Oh, I also voted. And while I picked the "does away with Christmas Tree magic items" that's not the ONLY reason.
I really like the Iron Heroes tagline: "It's not the sword, but the arm that wields it..." because that really sums up my ideal for fantasy.
[rant]
Heck, in The Lord of the Rings, that gold standard of high fantasy, the most "Christmas-Treed-up" character is Frodo, who has arguably 6(!) items at the story's absolute height. Getting specific, he has: a magic sword ("Sting"), a mithril chain shirt, a magic light (The Phial of Galadriel), an Elven Cloak, a really good walking stick (a gift from Faramir) and a corrupt artifact Magical Ring that he really can't use. Now, item 6 is a plot device, item 2 may only be masterwork, and the "magical" status of item 5 is debatable to say the least. And all the other characters have even less stuff than Frodo does.
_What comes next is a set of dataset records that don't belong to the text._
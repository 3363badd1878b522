//! Rendering of a single entry through its templates

use chrono::NaiveDate;
use indexmap::IndexMap;
use log::{debug, trace};
use serde::Serialize;

use crate::config::TemplateSet;
use crate::constants::fields::{
    AUTHORS, DATE, DOI, END_DATE, HIGHLIGHTS, START_DATE, SUMMARY, URL,
};
use crate::entry::{Entry, EntryCore};
use crate::error::{Error, Result};
use crate::format::{format_single_date, Locale, Substitutor};
use crate::template::elision::remove_not_provided_placeholders;
use crate::template::fields::{extract_fields, string_list, FieldMap};
use crate::template::processor::{
    process_authors, process_date, process_doi, process_highlights, process_summary,
    process_url,
};

/// An entry together with the text rendered from it.
///
/// `templates` holds each template slot of the entry's kind, `fields` the
/// final value of each field, both keyed by lowercase name. Entries that are
/// not templated come back with both maps empty.
#[derive(Debug, Clone, PartialEq, Serialize)]
pub struct RenderedEntry {
    pub entry: Entry,
    #[serde(skip_serializing_if = "IndexMap::is_empty")]
    pub templates: IndexMap<String, String>,
    #[serde(skip_serializing_if = "IndexMap::is_empty")]
    pub fields: IndexMap<String, String>,
}

impl RenderedEntry {
    pub fn unchanged(entry: &Entry) -> Self {
        Self {
            entry: entry.clone(),
            templates: IndexMap::new(),
            fields: IndexMap::new(),
        }
    }

    pub fn is_templated(&self) -> bool {
        !self.templates.is_empty() || !self.fields.is_empty()
    }

    pub fn template(&self, slot: &str) -> Option<&str> {
        self.templates.get(slot).map(String::as_str)
    }

    pub fn field(&self, name: &str) -> Option<&str> {
        self.fields.get(name).map(String::as_str)
    }
}

/// Everything a special-field step may read.
struct FieldContext<'a> {
    entry: &'a Entry,
    core: &'a EntryCore,
    templates: &'a TemplateSet,
    locale: &'a Locale,
    show_time_span: bool,
    current_date: NaiveDate,
}

/// A field whose value is computed rather than copied from the entry. The
/// step runs when any of `triggers` is in the field map.
struct SpecialField {
    name: &'static str,
    triggers: &'static [&'static str],
    apply: fn(&FieldContext<'_>, &mut FieldMap) -> Result<()>,
}

/// Steps run in this order. DOI comes after URL because it rewrites URL.
const SPECIAL_FIELDS: [SpecialField; 8] = [
    SpecialField {
        name: HIGHLIGHTS,
        triggers: &[HIGHLIGHTS],
        apply: apply_highlights,
    },
    SpecialField {
        name: AUTHORS,
        triggers: &[AUTHORS],
        apply: apply_authors,
    },
    SpecialField {
        name: DATE,
        triggers: &[DATE, START_DATE, END_DATE],
        apply: apply_date,
    },
    SpecialField {
        name: START_DATE,
        triggers: &[START_DATE],
        apply: apply_start_date,
    },
    SpecialField {
        name: END_DATE,
        triggers: &[END_DATE],
        apply: apply_end_date,
    },
    SpecialField {
        name: URL,
        triggers: &[URL],
        apply: apply_url,
    },
    SpecialField {
        name: DOI,
        triggers: &[DOI],
        apply: apply_doi,
    },
    SpecialField {
        name: SUMMARY,
        triggers: &[SUMMARY],
        apply: apply_summary,
    },
];

fn missing(field: &str, attribute: &str) -> Error {
    Error::internal(format!("{field} in fields but {attribute} is not provided"))
}

fn apply_highlights(ctx: &FieldContext<'_>, fields: &mut FieldMap) -> Result<()> {
    let highlights = ctx
        .core
        .highlights
        .as_ref()
        .ok_or_else(|| missing(HIGHLIGHTS, "highlights"))?;
    fields.insert(HIGHLIGHTS.to_string(), process_highlights(highlights));
    Ok(())
}

fn apply_authors(ctx: &FieldContext<'_>, fields: &mut FieldMap) -> Result<()> {
    let authors = match ctx.entry {
        Entry::Publication(publication) => publication.authors.clone(),
        other => {
            let value = other
                .extra()
                .and_then(|extra| extra.get("authors"))
                .ok_or_else(|| missing(AUTHORS, "authors"))?;
            match string_list(value) {
                Some(authors) => authors,
                // Free-form authors keep their extracted text.
                None => {
                    trace!("Keeping free-form custom authors as written");
                    return Ok(());
                }
            }
        }
    };
    fields.insert(AUTHORS.to_string(), process_authors(&authors));
    Ok(())
}

fn apply_date(ctx: &FieldContext<'_>, fields: &mut FieldMap) -> Result<()> {
    let date = process_date(
        ctx.core.date.as_ref(),
        ctx.core.start_date.as_ref(),
        ctx.core.end_date.as_ref(),
        ctx.templates,
        ctx.locale,
        ctx.show_time_span,
        ctx.current_date,
    )?;
    fields.insert(DATE.to_string(), date);
    Ok(())
}

fn apply_start_date(ctx: &FieldContext<'_>, fields: &mut FieldMap) -> Result<()> {
    let start_date = ctx
        .core
        .start_date
        .as_ref()
        .ok_or_else(|| missing(START_DATE, "start_date"))?;
    fields.insert(
        START_DATE.to_string(),
        format_single_date(start_date, ctx.locale, &ctx.templates.single_date)?,
    );
    Ok(())
}

fn apply_end_date(ctx: &FieldContext<'_>, fields: &mut FieldMap) -> Result<()> {
    let end_date = ctx.core.end_date.as_ref().ok_or_else(|| missing(END_DATE, "end_date"))?;
    fields.insert(
        END_DATE.to_string(),
        format_single_date(end_date, ctx.locale, &ctx.templates.single_date)?,
    );
    Ok(())
}

fn apply_url(ctx: &FieldContext<'_>, fields: &mut FieldMap) -> Result<()> {
    fields.insert(URL.to_string(), process_url(ctx.entry)?);
    Ok(())
}

fn apply_doi(ctx: &FieldContext<'_>, fields: &mut FieldMap) -> Result<()> {
    fields.insert(URL.to_string(), process_url(ctx.entry)?);
    fields.insert(DOI.to_string(), process_doi(ctx.entry)?);
    Ok(())
}

fn apply_summary(_ctx: &FieldContext<'_>, fields: &mut FieldMap) -> Result<()> {
    let summary = fields.get(SUMMARY).ok_or_else(|| missing(SUMMARY, "summary"))?;
    let wrapped = process_summary(summary);
    fields.insert(SUMMARY.to_string(), wrapped);
    Ok(())
}

fn substitute_all<'a, I>(named: I, substitutor: &Substitutor<'_>) -> IndexMap<String, String>
where
    I: IntoIterator<Item = (&'a String, &'a String)>,
{
    named
        .into_iter()
        .map(|(name, text)| (name.to_lowercase(), substitutor.substitute(text)))
        .collect()
}

/// Renders `entry` through the templates of its kind.
///
/// Text entries and kinds without configured templates are returned
/// unchanged. Otherwise the entry's fields are extracted, special fields are
/// computed, placeholders without a value are elided from the templates and
/// the remaining placeholders are substituted into every template slot and
/// every field value.
///
/// # Arguments
/// * `entry` - Entry to render
/// * `templates` - Template set of the design
/// * `locale` - Locale used for dates
/// * `show_time_span` - Append the duration to date ranges
/// * `current_date` - Date that `present` resolves to
///
/// # Returns
/// * `Result<RenderedEntry>` - The rendered entry, or an internal error when
///   the entry lacks data its fields call for
pub fn render_entry_templates(
    entry: &Entry,
    templates: &TemplateSet,
    locale: &Locale,
    show_time_span: bool,
    current_date: NaiveDate,
) -> Result<RenderedEntry> {
    let (Some(kind), Some(core)) = (entry.kind(), entry.core()) else {
        return Ok(RenderedEntry::unchanged(entry));
    };
    let Some(entry_templates) = templates.for_kind(kind) else {
        debug!("No templates configured for {kind}, leaving entry as is");
        return Ok(RenderedEntry::unchanged(entry));
    };

    let mut fields = extract_fields(entry)?;
    let context = FieldContext {
        entry,
        core,
        templates,
        locale,
        show_time_span,
        current_date,
    };
    for special in &SPECIAL_FIELDS {
        if special.triggers.iter().any(|trigger| fields.contains_key(*trigger)) {
            trace!("Computing {} for {kind}", special.name);
            (special.apply)(&context, &mut fields)?;
        }
    }

    let entry_templates = remove_not_provided_placeholders(entry_templates, &fields)?;

    let substitutor = Substitutor::new(&fields)?;
    Ok(RenderedEntry {
        entry: entry.clone(),
        templates: substitute_all(&entry_templates, &substitutor),
        fields: substitute_all(&fields, &substitutor),
    })
}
There's no headbands of intellect, belts of strength, cloaks of charisma, pale green ioun stones, bandoleers of magical potions, or jewelry boxes full of magical rings, brooches and bracelets. And the characters have ONE, or maybe two weapons, if they're lucky.
I don't see any problem with a couple magical items. I just don't like characters needing closet-fuls of them. Can't we just have "magic" swords? Why do they have to be flaming, shocking, frost, vorpal and demonbane? Anyway...[/rant].
That said, I also agree with "more options for warriors." Because while most systems just subtract when taking things out (like magical items), Iron Heroes gives with the other hand. So that characters are just as interesting to play, and have just as many options (and in the case of all the classes but spellcasters, more interesting ones) compared to standard D&D.
Anyway, that's why I like Iron Heroes.